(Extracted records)
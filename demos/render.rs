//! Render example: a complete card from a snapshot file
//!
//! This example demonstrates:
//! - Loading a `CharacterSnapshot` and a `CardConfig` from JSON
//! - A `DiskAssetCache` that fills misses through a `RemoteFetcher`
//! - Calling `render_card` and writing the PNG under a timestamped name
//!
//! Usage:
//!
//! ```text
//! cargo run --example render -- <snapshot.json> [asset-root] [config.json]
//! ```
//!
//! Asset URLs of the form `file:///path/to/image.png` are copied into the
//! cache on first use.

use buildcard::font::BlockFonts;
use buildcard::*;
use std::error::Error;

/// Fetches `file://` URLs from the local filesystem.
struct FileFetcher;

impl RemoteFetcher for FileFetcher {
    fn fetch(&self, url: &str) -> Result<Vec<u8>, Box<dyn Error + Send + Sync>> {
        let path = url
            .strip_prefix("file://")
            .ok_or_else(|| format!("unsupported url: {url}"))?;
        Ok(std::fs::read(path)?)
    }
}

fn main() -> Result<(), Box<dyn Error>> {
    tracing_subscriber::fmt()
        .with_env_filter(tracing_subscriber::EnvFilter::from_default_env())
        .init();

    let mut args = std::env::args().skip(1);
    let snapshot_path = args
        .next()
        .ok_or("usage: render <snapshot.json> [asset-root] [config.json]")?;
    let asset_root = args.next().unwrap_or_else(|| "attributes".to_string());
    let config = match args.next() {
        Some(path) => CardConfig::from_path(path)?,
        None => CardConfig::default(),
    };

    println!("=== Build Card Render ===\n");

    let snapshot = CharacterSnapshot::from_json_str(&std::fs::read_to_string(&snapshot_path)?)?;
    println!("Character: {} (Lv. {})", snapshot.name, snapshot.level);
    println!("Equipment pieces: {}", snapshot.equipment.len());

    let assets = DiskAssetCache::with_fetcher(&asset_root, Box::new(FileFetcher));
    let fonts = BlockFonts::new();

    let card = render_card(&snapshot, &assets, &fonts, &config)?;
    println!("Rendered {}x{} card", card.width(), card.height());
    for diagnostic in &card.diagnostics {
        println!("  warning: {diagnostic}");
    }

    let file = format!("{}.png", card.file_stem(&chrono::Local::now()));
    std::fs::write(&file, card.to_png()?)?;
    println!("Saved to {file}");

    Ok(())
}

* **The task**:
What you need to do is repeat every record above exactly.

* **Answer section**:
filename demos/render.rs
//! Render example: a complete card from a snapshot file
//!
//! This example demonstrates:
//! - Loading a `CharacterSnapshot` and a `CardConfig` from JSON
//! - A `DiskAssetCache` that fills misses through a `RemoteFetcher`
//! - Calling `render_card` and writing the PNG under a timestamped name
//!
//! Usage:
//!
//! ```text
//! cargo run --example render -- <snapshot.json> [asset-root] [config.json]
//! ```
//!
//! Asset URLs of the form `file:///path/to/image.png` are copied into the
//! cache on first use.

use buildcard::font::BlockFonts;
use buildcard::*;
use std::error::Error;

/// Fetches `file://` URLs from the local filesystem.
struct FileFetcher;

impl RemoteFetcher for FileFetcher {
    fn fetch(&self, url: &str) -> Result<Vec<u8>, Box<dyn Error + Send + Sync>> {
        let path = url
            .strip_prefix("file://")
            .ok_or_else(|| format!("unsupported url: {url}"))?;
        Ok(std::fs::read(path)?)
    }
}

fn main() -> Result<(), Box<dyn Error>> {
    tracing_subscriber::fmt()
        .with_env_filter(tracing_subscriber::EnvFilter::from_default_env())
        .init();

    let mut args = std::env::args().skip(1);
    let snapshot_path = args
        .next()
        .ok_or("usage: render <snapshot.json> [asset-root] [config.json]")?;
    let asset_root = args.next().unwrap_or_else(|| "attributes".to_string());
    let config = match args.next() {
        Some(path) => CardConfig::from_path(path)?,
        None => CardConfig::default(),
    };

    println!("=== Build Card Render ===\n");

    let snapshot = CharacterSnapshot::from_json_str(&std::fs::read_to_string(&snapshot_path)?)?;
    println!("Character: {} (Lv. {})", snapshot.name, snapshot.level);
    println!("Equipment pieces: {}", snapshot.equipment.len());

    let assets = DiskAssetCache::with_fetcher(&asset_root, Box::new(FileFetcher));
    let fonts = BlockFonts::new();

    let card = render_card(&snapshot, &assets, &fonts, &config)?;
    println!("Rendered {}x{} card", card.width(), card.height());
    for diagnostic in &card.diagnostics {
        println!("  warning: {diagnostic}");
    }

    let file = format!("{}.png", card.file_stem(&chrono::Local::now()));
    std::fs::write(&file, card.to_png()?)?;
    println!("Saved to {file}");

    Ok(())
}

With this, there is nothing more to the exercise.